Entries taken from a collection:
//! Change notification: typed event values, per-element listener lists, and
//! the dispatch snapshot that decouples callback invocation from element
//! borrows.
//!
//! The notification contract:
//! - every tracked-property mutation produces at most one [`ChangeEvent`],
//! - local listeners run first, then the owning document's listeners
//!   (bubbling), both receiving the same leaf [`ElementInfo`] source,
//! - listeners run with no element borrows held, so a callback may freely
//!   read or mutate the graph (including the element that fired).

use std::fmt;
use std::rc::Rc;

use smallvec::SmallVec;

use crate::attr::{fmt_number, MAX_DECIMALS};
use crate::element::ElementInfo;

// =============================================================================
// Value
// =============================================================================

/// A change-event payload: the old or new value of a tracked property.
#[derive(Debug, Clone, PartialEq)]
pub enum Value {
    Str(String),
    Num(f64),
    Bool(bool),
    Null,
}

impl Value {
    /// String payload, if this is a [`Value::Str`].
    pub fn as_str(&self) -> Option<&str> {
        match self {
            Self::Str(s) => Some(s),
            _ => None,
        }
    }

    /// Numeric payload, if this is a [`Value::Num`].
    pub fn as_num(&self) -> Option<f64> {
        match self {
            Self::Num(n) => Some(*n),
            _ => None,
        }
    }

    /// True when this is [`Value::Null`].
    pub fn is_null(&self) -> bool {
        matches!(self, Self::Null)
    }
}

impl fmt::Display for Value {
    fn fmt(&self, f: &mut fmt::Formatter<'_>) -> fmt::Result {
        match self {
            Self::Str(s) => f.write_str(s),
            Self::Num(n) => f.write_str(&fmt_number(*n, MAX_DECIMALS)),
            Self::Bool(b) => write!(f, "{b}"),
            Self::Null => f.write_str("null"),
        }
    }
}

impl From<&str> for Value {
    fn from(value: &str) -> Self {
        Self::Str(value.to_string())
    }
}

impl From<String> for Value {
    fn from(value: String) -> Self {
        Self::Str(value)
    }
}

impl From<f64> for Value {
    fn from(value: f64) -> Self {
        Self::Num(value)
    }
}

impl From<usize> for Value {
    fn from(value: usize) -> Self {
        Self::Num(value as f64)
    }
}

impl From<bool> for Value {
    fn from(value: bool) -> Self {
        Self::Bool(value)
    }
}

impl From<Option<String>> for Value {
    fn from(value: Option<String>) -> Self {
        match value {
            Some(s) => Self::Str(s),
            None => Self::Null,
        }
    }
}

// =============================================================================
// ChangeEvent
// =============================================================================

/// A single property mutation, as seen by a listener.
///
/// `source` always identifies the element that changed, even when the event
/// is observed through a listener registered on the owning document.
#[derive(Debug, Clone)]
pub struct ChangeEvent {
    /// Name of the tracked property that changed.
    pub property: &'static str,
    /// Value after the mutation.
    pub new_value: Value,
    /// Value before the mutation.
    pub old_value: Value,
    /// Identity of the element that changed.
    pub source: ElementInfo,
}

// =============================================================================
// Listeners
// =============================================================================

/// Handle for removing a registered change listener.
#[derive(Debug, Clone, Copy, PartialEq, Eq, Hash, PartialOrd, Ord)]
pub struct ListenerId(u64);

impl ListenerId {
    /// Create from a raw value.
    #[inline]
    pub const fn from_raw(raw: u64) -> Self {
        Self(raw)
    }

    /// Get the raw value.
    #[inline]
    pub const fn as_raw(&self) -> u64 {
        self.0
    }
}

impl fmt::Display for ListenerId {
    fn fmt(&self, f: &mut fmt::Formatter<'_>) -> fmt::Result {
        write!(f, "listener#{}", self.0)
    }
}

pub(crate) type ListenerFn = Rc<dyn Fn(&ChangeEvent)>;

pub(crate) type ListenerList = SmallVec<[ListenerFn; 2]>;

/// Per-element ordered listener collection with monotonically assigned ids.
#[derive(Default)]
pub(crate) struct Listeners {
    next: u64,
    entries: SmallVec<[(ListenerId, ListenerFn); 2]>,
}

impl Listeners {
    pub(crate) fn new() -> Self {
        Self::default()
    }

    /// Register a callback, returning its removal handle.
    pub(crate) fn add(&mut self, f: impl Fn(&ChangeEvent) + 'static) -> ListenerId {
        let id = ListenerId(self.next);
        self.next += 1;
        self.entries.push((id, Rc::new(f)));
        id
    }

    /// Remove a callback by id. Returns whether it was present.
    pub(crate) fn remove(&mut self, id: ListenerId) -> bool {
        let before = self.entries.len();
        self.entries.retain(|(entry_id, _)| *entry_id != id);
        self.entries.len() != before
    }

    /// Drop all callbacks.
    pub(crate) fn clear(&mut self) {
        self.entries.clear();
    }

    pub(crate) fn len(&self) -> usize {
        self.entries.len()
    }

    pub(crate) fn is_empty(&self) -> bool {
        self.entries.is_empty()
    }

    /// Clone the callback list out, in registration order.
    ///
    /// Dispatch works on snapshots so no listener runs while a borrow of the
    /// owning element is live.
    pub(crate) fn snapshot(&self) -> ListenerList {
        self.entries.iter().map(|(_, f)| Rc::clone(f)).collect()
    }
}

impl fmt::Debug for Listeners {
    fn fmt(&self, f: &mut fmt::Formatter<'_>) -> fmt::Result {
        f.debug_struct("Listeners")
            .field("len", &self.entries.len())
            .finish()
    }
}

// =============================================================================
// Dispatch
// =============================================================================

/// A pending notification: the event plus snapshots of every callback that
/// must observe it.
///
/// Built while the mutating borrow is still held, run after it is released.
/// Local listeners run before bubbled ones; both see the same event.
#[must_use = "a dispatch does nothing until run"]
pub(crate) struct Dispatch {
    event: Option<ChangeEvent>,
    local: ListenerList,
    bubbled: ListenerList,
}

impl Dispatch {
    /// A dispatch that notifies nobody (muted element or suppressed event).
    pub(crate) fn none() -> Self {
        Self {
            event: None,
            local: ListenerList::new(),
            bubbled: ListenerList::new(),
        }
    }

    pub(crate) fn new(event: ChangeEvent, local: ListenerList, bubbled: ListenerList) -> Self {
        Self {
            event: Some(event),
            local,
            bubbled,
        }
    }

    /// True when running this dispatch would invoke no callback.
    pub(crate) fn is_empty(&self) -> bool {
        self.event.is_none() || (self.local.is_empty() && self.bubbled.is_empty())
    }

    /// Invoke every captured callback, local first, then bubbled.
    pub(crate) fn run(self) {
        let Some(event) = self.event else { return };
        for f in &self.local {
            f(&event);
        }
        for f in &self.bubbled {
            f(&event);
        }
    }
}

// =============================================================================
// Tests
// =============================================================================

#[cfg(test)]
mod tests {
    use std::cell::RefCell;

    use super::*;
    use crate::element::{ElementKind, InstanceId};

    fn info() -> ElementInfo {
        ElementInfo {
            kind: ElementKind::Rect,
            instance: InstanceId::from_raw(1),
            id: "rect[1]".into(),
        }
    }

    #[test]
    fn test_value_conversions() {
        assert_eq!(Value::from("red"), Value::Str("red".to_string()));
        assert_eq!(Value::from(3.0), Value::Num(3.0));
        assert_eq!(Value::from(4usize), Value::Num(4.0));
        assert_eq!(Value::from(true), Value::Bool(true));
        assert_eq!(Value::from(None::<String>), Value::Null);
        assert_eq!(
            Value::from(Some("x".to_string())),
            Value::Str("x".to_string())
        );
    }

    #[test]
    fn test_value_accessors() {
        assert_eq!(Value::from("red").as_str(), Some("red"));
        assert_eq!(Value::from(2.5).as_str(), None);
        assert_eq!(Value::from(2.5).as_num(), Some(2.5));
        assert!(Value::Null.is_null());
        assert!(!Value::from(false).is_null());
    }

    #[test]
    fn test_value_display() {
        assert_eq!(Value::from("url(#g1)").to_string(), "url(#g1)");
        assert_eq!(Value::from(33.333333).to_string(), "33.333");
        assert_eq!(Value::from(50.0).to_string(), "50");
        assert_eq!(Value::from(true).to_string(), "true");
        assert_eq!(Value::Null.to_string(), "null");
    }

    #[test]
    fn test_listener_ids_are_monotonic() {
        let mut listeners = Listeners::new();
        let a = listeners.add(|_| {});
        let b = listeners.add(|_| {});
        assert!(a < b);
        assert_eq!(listeners.len(), 2);
    }

    #[test]
    fn test_listener_remove() {
        let mut listeners = Listeners::new();
        let a = listeners.add(|_| {});
        let b = listeners.add(|_| {});
        assert!(listeners.remove(a));
        assert!(!listeners.remove(a));
        assert_eq!(listeners.len(), 1);
        assert!(listeners.remove(b));
        assert!(listeners.is_empty());
    }

    #[test]
    fn test_listener_clear() {
        let mut listeners = Listeners::new();
        listeners.add(|_| {});
        listeners.add(|_| {});
        listeners.clear();
        assert!(listeners.is_empty());
    }

    #[test]
    fn test_dispatch_runs_local_before_bubbled() {
        let order: Rc<RefCell<Vec<&'static str>>> = Rc::new(RefCell::new(Vec::new()));

        let mut local = Listeners::new();
        let seen = Rc::clone(&order);
        local.add(move |event| {
            assert_eq!(event.property, "fill");
            seen.borrow_mut().push("local");
        });

        let mut bubbled = Listeners::new();
        let seen = Rc::clone(&order);
        bubbled.add(move |event| {
            assert_eq!(event.source.id, "rect[1]");
            seen.borrow_mut().push("bubbled");
        });

        let event = ChangeEvent {
            property: "fill",
            new_value: Value::from("red"),
            old_value: Value::from("#beeeef"),
            source: info(),
        };
        Dispatch::new(event, local.snapshot(), bubbled.snapshot()).run();

        assert_eq!(*order.borrow(), vec!["local", "bubbled"]);
    }

    #[test]
    fn test_dispatch_none_is_empty() {
        let dispatch = Dispatch::none();
        assert!(dispatch.is_empty());
        dispatch.run();
    }
}
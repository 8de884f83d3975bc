//! Attribute serialization for SVG elements.
//!
//! Two layers:
//! - `AttrList`: ordered `(name, Option<value>)` pairs rendered to
//!   `name="value"` markup. A `None` value suppresses the pair entirely; an
//!   empty string does not (`name=""` is emitted). Blank names are skipped.
//! - `ExtraAttrs`: caller-supplied attributes as plain `Vec<(String, String)>`
//!   with an extension trait, appended after an element's built-in attributes.
//!
//! Values are emitted as-is: no XML escaping is performed, callers are
//! expected to hand over pre-sanitized attribute values.

/// Maximum decimal places kept when formatting coordinates and offsets.
pub const MAX_DECIMALS: usize = 3;

// =============================================================================
// AttrList
// =============================================================================

/// Ordered attribute pairs with suppression semantics.
///
/// Order is preserved exactly as pushed; callers control the final attribute
/// order of their markup.
#[derive(Debug, Default, Clone)]
pub struct AttrList {
    pairs: Vec<(String, Option<String>)>,
}

impl AttrList {
    /// Create an empty list.
    pub fn new() -> Self {
        Self { pairs: Vec::new() }
    }

    /// Push an attribute that is always emitted.
    pub fn push(&mut self, name: impl Into<String>, value: impl Into<String>) {
        self.pairs.push((name.into(), Some(value.into())));
    }

    /// Push an attribute that is emitted only when `value` is `Some`.
    pub fn push_opt(&mut self, name: impl Into<String>, value: Option<String>) {
        self.pairs.push((name.into(), value));
    }

    /// Push a numeric attribute formatted via [`fmt_number`].
    pub fn push_num(&mut self, name: impl Into<String>, value: f64) {
        self.push(name, fmt_number(value, MAX_DECIMALS));
    }

    /// Append caller-supplied extra attributes (always emitted).
    pub fn extend_extra(&mut self, extra: &[(String, String)]) {
        for (name, value) in extra {
            self.pairs.push((name.clone(), Some(value.clone())));
        }
    }

    /// Number of pairs pushed, including suppressed ones.
    pub fn len(&self) -> usize {
        self.pairs.len()
    }

    /// True when nothing has been pushed.
    pub fn is_empty(&self) -> bool {
        self.pairs.is_empty()
    }

    /// Render to `name="value"` tokens joined by single spaces.
    ///
    /// Pairs with a blank name or a `None` value are omitted. Empty-string
    /// values ARE emitted as `name=""`.
    pub fn render(&self) -> String {
        let mut out = String::new();
        for (name, value) in &self.pairs {
            let Some(value) = value else { continue };
            if name.trim().is_empty() {
                continue;
            }
            if !out.is_empty() {
                out.push(' ');
            }
            out.push_str(name);
            out.push_str("=\"");
            out.push_str(value);
            out.push('"');
        }
        out
    }
}

// =============================================================================
// Tag assembly
// =============================================================================

/// Render `<tag attrs/>`, collapsing to `<tag/>` when there are no attributes.
pub fn self_closing_tag(tag: &str, data: &str) -> String {
    if data.is_empty() {
        format!("<{tag}/>")
    } else {
        format!("<{tag} {data}/>")
    }
}

/// Render `<tag attrs>`, collapsing to `<tag>` when there are no attributes.
pub fn open_tag(tag: &str, data: &str) -> String {
    if data.is_empty() {
        format!("<{tag}>")
    } else {
        format!("<{tag} {data}>")
    }
}

// =============================================================================
// ExtraAttrs
// =============================================================================

/// Caller-supplied extra attributes as simple key-value pairs.
pub type ExtraAttrs = Vec<(String, String)>;

/// Extension trait for attribute operations on [`ExtraAttrs`].
pub trait AttrsExt {
    /// Get an attribute value by name.
    fn get_attr(&self, name: &str) -> Option<&str>;

    /// Check if an attribute exists.
    fn has_attr(&self, name: &str) -> bool;

    /// Set an attribute value (insert or update). Returns the previous value.
    fn set_attr(&mut self, name: impl Into<String>, value: impl Into<String>) -> Option<String>;

    /// Remove an attribute by name, returning the old value if present.
    fn remove_attr(&mut self, name: &str) -> Option<String>;
}

impl AttrsExt for ExtraAttrs {
    fn get_attr(&self, name: &str) -> Option<&str> {
        self.iter()
            .find(|(k, _)| k == name)
            .map(|(_, v)| v.as_str())
    }

    fn has_attr(&self, name: &str) -> bool {
        self.iter().any(|(k, _)| k == name)
    }

    fn set_attr(&mut self, name: impl Into<String>, value: impl Into<String>) -> Option<String> {
        let name = name.into();
        let value = value.into();
        if let Some(attr) = self.iter_mut().find(|(k, _)| k == &name) {
            Some(std::mem::replace(&mut attr.1, value))
        } else {
            self.push((name, value));
            None
        }
    }

    fn remove_attr(&mut self, name: &str) -> Option<String> {
        self.iter()
            .position(|(k, _)| k == name)
            .map(|pos| self.remove(pos).1)
    }
}

// =============================================================================
// URL references
// =============================================================================

/// Format an element id as a `url(#id)` reference, the form used by paint
/// attributes (`fill`, `mask`, ...) to point at a definition.
pub fn url_ref(id: &str) -> String {
    format!("url(#{id})")
}

/// True when `value` is exactly a `url(#id)` reference to `id`, modulo
/// surrounding whitespace. Substring mentions do not match.
pub(crate) fn matches_url_ref(value: &str, id: &str) -> bool {
    value
        .trim()
        .strip_prefix("url(#")
        .and_then(|rest| rest.strip_suffix(')'))
        .is_some_and(|referenced| referenced == id)
}

// =============================================================================
// Number formatting
// =============================================================================

/// Format a number with at most `max_decimals` places, stripping trailing
/// zeros and a dangling decimal point.
///
/// `33.333333` with 3 decimals becomes `"33.333"`, `33.300` becomes `"33.3"`,
/// `50.0` becomes `"50"`. Non-finite values collapse to `"0"`.
pub fn fmt_number(value: f64, max_decimals: usize) -> String {
    if !value.is_finite() {
        return String::from("0");
    }
    let mut out = format!("{value:.max_decimals$}");
    if out.contains('.') {
        while out.ends_with('0') {
            out.pop();
        }
        if out.ends_with('.') {
            out.pop();
        }
    }
    if out == "-0" {
        out.clear();
        out.push('0');
    }
    out
}

// =============================================================================
// Tests
// =============================================================================

#[cfg(test)]
mod tests {
    use super::*;

    #[test]
    fn test_render_skips_none_and_blank_names() {
        let mut attrs = AttrList::new();
        attrs.push("x", "0");
        attrs.push_opt("y", None);
        attrs.push("", "hidden");
        attrs.push("  ", "hidden");
        attrs.push("fill", "#beeeef");
        assert_eq!(attrs.render(), "x=\"0\" fill=\"#beeeef\"");
    }

    #[test]
    fn test_render_emits_empty_string_values() {
        let mut attrs = AttrList::new();
        attrs.push("stroke", "");
        attrs.push("points", "  ");
        assert_eq!(attrs.render(), "stroke=\"\" points=\"  \"");
    }

    #[test]
    fn test_render_preserves_order() {
        let mut attrs = AttrList::new();
        attrs.push("z", "3");
        attrs.push("a", "1");
        attrs.push("m", "2");
        assert_eq!(attrs.render(), "z=\"3\" a=\"1\" m=\"2\"");
    }

    #[test]
    fn test_extend_extra() {
        let mut attrs = AttrList::new();
        attrs.push("id", "r1");
        attrs.extend_extra(&[("class".to_string(), "box".to_string())]);
        assert_eq!(attrs.render(), "id=\"r1\" class=\"box\"");
    }

    #[test]
    fn test_tag_assembly() {
        assert_eq!(self_closing_tag("rect", "x=\"0\""), "<rect x=\"0\"/>");
        assert_eq!(self_closing_tag("rect", ""), "<rect/>");
        assert_eq!(open_tag("svg", "viewBox=\"0 0 200 100\""), "<svg viewBox=\"0 0 200 100\">");
        assert_eq!(open_tag("defs", ""), "<defs>");
    }

    #[test]
    fn test_extra_attrs_operations() {
        let mut attrs: ExtraAttrs = Vec::new();

        assert_eq!(attrs.set_attr("id", "main"), None);
        assert_eq!(attrs.set_attr("class", "container"), None);
        assert_eq!(attrs.len(), 2);

        assert_eq!(attrs.get_attr("id"), Some("main"));
        assert_eq!(attrs.get_attr("href"), None);
        assert!(attrs.has_attr("id"));
        assert!(!attrs.has_attr("href"));

        // Update keeps position and returns the old value.
        assert_eq!(attrs.set_attr("class", "wrapper").as_deref(), Some("container"));
        assert_eq!(attrs.get_attr("class"), Some("wrapper"));
        assert_eq!(attrs.len(), 2);

        let removed = attrs.remove_attr("id");
        assert_eq!(removed.as_deref(), Some("main"));
        assert!(!attrs.has_attr("id"));
    }

    #[test]
    fn test_fmt_number() {
        assert_eq!(fmt_number(33.333333, 3), "33.333");
        assert_eq!(fmt_number(33.300, 3), "33.3");
        assert_eq!(fmt_number(50.0, 3), "50");
        assert_eq!(fmt_number(0.0, 3), "0");
        assert_eq!(fmt_number(0.5, 3), "0.5");
        assert_eq!(fmt_number(66.666666, 3), "66.667");
        assert_eq!(fmt_number(-12.25, 3), "-12.25");
        assert_eq!(fmt_number(f64::NAN, 3), "0");
        assert_eq!(fmt_number(f64::INFINITY, 3), "0");
    }

    #[test]
    fn test_fmt_number_negative_zero() {
        assert_eq!(fmt_number(-0.0001, 3), "0");
    }

    #[test]
    fn test_url_ref_round_trip() {
        let reference = url_ref("g1");
        assert_eq!(reference, "url(#g1)");
        assert!(matches_url_ref(&reference, "g1"));
        assert!(matches_url_ref("  url(#g1) ", "g1"));
    }

    #[test]
    fn test_matches_url_ref_rejects_other_forms() {
        assert!(!matches_url_ref("url(#g1)", "g2"));
        assert!(!matches_url_ref("#g1", "g1"));
        assert!(!matches_url_ref("g1", "g1"));
        assert!(!matches_url_ref("url(#g1) none", "g1"));
        assert!(!matches_url_ref("url(#g12)", "g1"));
    }
}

*Work to complete*
Only the lines that hold the word "seen" are wanted; each should be pulled from the records.

*Solution to this problem*
/// A single property mutation, as seen by a listener.
        let seen = Rc::clone(&order);
            seen.borrow_mut().push("local");
        let seen = Rc::clone(&order);
            seen.borrow_mut().push("bubbled");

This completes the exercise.